Il était né à Gafsa et sa famille avait emménagé à Tunis, au ghetto juif, quelques
années avant la guerre.
Pendant l'occupation nazie il se trouvait parmi les travailleurs forcés juifs. Un jour
ces travailleurs réparaient les rails de chemin de fer en ayant les Allemands qui les
surveillaient. Ephraïm avait enlevé sa chemise pour pouvoir mieux travailler. Un jeune
officier allemand qui le surveillait, voyant un Juif si bien bâti en était jaloux et,
s'approchant de lui il le gifla. Mon cousin, tout naturel, réagit instinctivement et lui
dit:
- "Makech Rajel, Nahi Qmejtek ou Ahbet Ma'ya!" (Tu n'es pas un homme,
enlève ta chemise et viens te battre avec moi devant tout le monde.)
L'officier qui n'avait pas de respect pour les Juifs et qui se trouva provoqué par les
dires d'Ephraïm, tira son révolver et voulait abattre mon cousin. Par chance un colonel
était juste arrivé et avait été témoin de cette triste scène. Il fit:
- "Halt! Ein deutcher Offizier fürchtet sich nicht vor einem Juden! Zieh dein Hemd
aus und schlag dich mit ihm! Das ist ein Befehl!" (Un officier allemand n'a pas peur
d'un Juif! Enlève ta chemise et bats- toi avec lui, c'est un ordre!) Mon cousin avec un
sourire innocent dit à ses collègues juifs:
- "Hada Nhabtou Bdarba Ouahda!" (Celui-là je l'abats d'un coup!) Ses collègues
qui avaient peur pour lui, crièrent ensemble:
- "Qilek Mel Ebla! Had Yoqtlek!" (Eloigne-toi de ce problème, il peut te tuer!)
Ephraïm, avec un flègme que tous lui connaissaient et avec son sourire, répliqua:
- "Echbikem Khaïfen, Choufou! Choufou!" (Pourquoi vous avez peur, regardez!

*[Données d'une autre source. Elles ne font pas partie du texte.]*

//! Blocking facade over [`KvStore`].
//!
//! [`BlockingKvStore`] owns a single-threaded tokio runtime and drives each
//! async operation to completion on it. Semantics are identical to the
//! async store. It must not be used from inside another tokio runtime;
//! async callers should use [`KvStore`] directly.

use std::future::Future;
use std::sync::Arc;

use jsonkv_docs::DocumentService;
use serde::de::DeserializeOwned;
use serde::Serialize;
use serde_json::{Map, Value};
use tokio::runtime::{Builder, Runtime};

use crate::config::StoreConfig;
use crate::error::{KvError, KvResult};
use crate::store::KvStore;

/// A [`KvStore`] whose operations block the calling thread.
pub struct BlockingKvStore {
    store: KvStore,
    runtime: Runtime,
}

impl BlockingKvStore {
    pub fn new(name: impl Into<String>, service: Arc<dyn DocumentService>) -> KvResult<Self> {
        Self::from_async(KvStore::new(name, service))
    }

    pub fn with_config(
        name: impl Into<String>,
        service: Arc<dyn DocumentService>,
        config: StoreConfig,
    ) -> KvResult<Self> {
        Self::from_async(KvStore::with_config(name, service, config))
    }

    /// Wrap an existing async store.
    pub fn from_async(store: KvStore) -> KvResult<Self> {
        let runtime = Builder::new_current_thread()
            .enable_all()
            .build()
            .map_err(|e| KvError::Runtime(e.to_string()))?;
        Ok(Self { store, runtime })
    }

    /// The async store this facade drives.
    pub fn as_async(&self) -> &KvStore {
        &self.store
    }

    pub fn name(&self) -> &str {
        self.store.name()
    }

    pub fn full_name(&self) -> &str {
        self.store.full_name()
    }

    fn block_on<F: Future>(&self, future: F) -> F::Output {
        self.runtime.block_on(future)
    }

    pub fn get(&self, key: &str, default: Value) -> KvResult<Value> {
        self.block_on(self.store.get(key, default))
    }

    pub fn get_opt(&self, key: &str) -> KvResult<Option<Value>> {
        self.block_on(self.store.get_opt(key))
    }

    pub fn get_item(&self, key: &str) -> KvResult<Value> {
        self.block_on(self.store.get_item(key))
    }

    pub fn get_as<T: DeserializeOwned>(&self, key: &str) -> KvResult<Option<T>> {
        self.block_on(self.store.get_as(key))
    }

    pub fn contains(&self, key: &str) -> KvResult<bool> {
        self.block_on(self.store.contains(key))
    }

    pub fn keys(&self) -> KvResult<Vec<String>> {
        self.block_on(self.store.keys())
    }

    pub fn dict(&self) -> KvResult<Map<String, Value>> {
        self.block_on(self.store.dict())
    }

    pub fn exists(&self) -> KvResult<bool> {
        self.block_on(self.store.exists())
    }

    pub fn set(&self, key: &str, value: impl Into<Value>) -> KvResult<()> {
        self.block_on(self.store.set(key, value))
    }

    pub fn set_item(&self, key: &str, value: impl Into<Value>) -> KvResult<()> {
        self.block_on(self.store.set_item(key, value))
    }

    pub fn set_as<T: Serialize + ?Sized>(&self, key: &str, value: &T) -> KvResult<()> {
        self.block_on(self.store.set_as(key, value))
    }

    pub fn delete(&self, key: &str) -> KvResult<bool> {
        self.block_on(self.store.delete(key))
    }

    pub fn update<F>(&self, key: &str, f: F) -> KvResult<Option<Value>>
    where
        F: FnMut(Option<&Value>) -> Option<Value>,
    {
        self.block_on(self.store.update(key, f))
    }

    pub fn destroy(&self) -> KvResult<bool> {
        self.block_on(self.store.destroy())
    }
}

impl std::fmt::Display for BlockingKvStore {
    fn fmt(&self, f: &mut std::fmt::Formatter<'_>) -> std::fmt::Result {
        std::fmt::Display::fmt(&self.store, f)
    }
}

impl std::fmt::Debug for BlockingKvStore {
    fn fmt(&self, f: &mut std::fmt::Formatter<'_>) -> std::fmt::Result {
        f.debug_struct("BlockingKvStore")
            .field("store", &self.store)
            .finish()
    }
}

#[cfg(test)]
mod tests {
    use super::*;
    use crate::document::STATE_KEY;
    use jsonkv_docs::{FsDocumentService, InMemoryDocumentService};
    use serde_json::json;

    #[test]
    fn blocking_walkthrough() {
        let store =
            BlockingKvStore::new("demo-store", Arc::new(InMemoryDocumentService::new())).unwrap();
        assert_eq!(store.to_string(), "KvStore(name=\"demo-store\")");

        store.set("foo", "test").unwrap();
        assert_eq!(store.get("foo", Value::Null).unwrap(), json!("test"));

        store.set_item("bar", "another test").unwrap();
        assert_eq!(store.get_item("bar").unwrap(), json!("another test"));

        store.set_item("bar", "hello").unwrap();
        assert_eq!(store.get_item("bar").unwrap(), json!("hello"));

        assert_eq!(
            Value::Object(store.dict().unwrap()),
            json!({"foo": "test", "bar": "hello"})
        );
    }

    #[test]
    fn blocking_errors_match_async() {
        let store = BlockingKvStore::new("errs", Arc::new(InMemoryDocumentService::new())).unwrap();
        assert!(matches!(
            store.set(STATE_KEY, 1),
            Err(KvError::InvalidArgument(_))
        ));
        assert!(matches!(
            store.get_item("missing"),
            Err(KvError::KeyNotFound { .. })
        ));
        assert_eq!(store.get("missing", json!(5)).unwrap(), json!(5));
    }

    #[test]
    fn blocking_and_async_handles_share_state() {
        let service = Arc::new(InMemoryDocumentService::new());
        let blocking = BlockingKvStore::new("mix", service.clone()).unwrap();
        blocking.set("k", json!({"a": [1, 2]})).unwrap();

        let rt = Builder::new_current_thread().build().unwrap();
        let async_store = KvStore::new("jsonkv-mix", service);
        let value = rt.block_on(async_store.get_item("k")).unwrap();
        assert_eq!(value, json!({"a": [1, 2]}));
    }

    #[test]
    fn filesystem_backed_store_survives_reopen() {
        let dir = tempfile::tempdir().unwrap();
        {
            let service = Arc::new(FsDocumentService::open(dir.path()).unwrap());
            let store = BlockingKvStore::new("persisted", service).unwrap();
            store.set("count", 1).unwrap();
            store.update("count", |v| Some(json!(v.and_then(Value::as_i64).unwrap_or(0) + 1)))
                .unwrap();
        }

        let service = Arc::new(FsDocumentService::open(dir.path()).unwrap());
        let store = BlockingKvStore::new("persisted", service).unwrap();
        assert_eq!(store.get_item("count").unwrap(), json!(2));
        assert!(store.exists().unwrap());
        assert!(dir.path().join("jsonkv-persisted.json").is_file());

        assert!(store.destroy().unwrap());
        assert!(!store.exists().unwrap());
    }

    #[test]
    fn typed_round_trip() {
        let store = BlockingKvStore::new("typed", Arc::new(InMemoryDocumentService::new())).unwrap();
        store.set_as("list", &vec![1u8, 2, 3]).unwrap();
        assert_eq!(store.get_as::<Vec<u8>>("list").unwrap(), Some(vec![1, 2, 3]));
        assert!(store.delete("list").unwrap());
        assert_eq!(store.keys().unwrap(), Vec::<String>::new());
    }
}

regardez!) En effet Ephraïm, en un clin d'oeil mit l'Allemand par terre et lui dit:
- "Yezik Ouwala Nzidek?" (Ça te suffit ou je t'ajoute?) Le colonel intervint et
déclara mon cousin gagnant. Ephraïm regarda ses collègues et dit:
- "Vous avez vu? Qu'est-ce que je vous ai dit?" Ensuite le colonel s'éloigna
avec le jeune officier. Entre-temps les Juifs qui n'avaient pas confiance aux Nazis dirent
à mon cousin:
- "Tu est fou, ils vont te jouer un tour!" Ephraïm toujours flègmatique les
calma en disant:
- "La Matkhafouchi Hadou A'sker Cardouna, Manajmouchi A'lina" (Non, n'ayez pas peur, ce sont des soldats en carton, ils ne peuvent pas nous avoir.) Deux jours
plus tard deux soldats allemands vinrent au chantier et avec une note dans la main, ils appelèrent:
- "Ephraïm Chimoni!" Mon cousin fit:
- "C'est bien moi!" Un des soldats fit:
- "Kommen sie mit uns!" (Venez avec nous!) Les soldats emportèrent mon
cousin avec eux! Tous ses collègues se faisaient des reproches de l'avoir laissé faire et ils étaient tous convaincus, qu'ils ne verront plus Ephraïm.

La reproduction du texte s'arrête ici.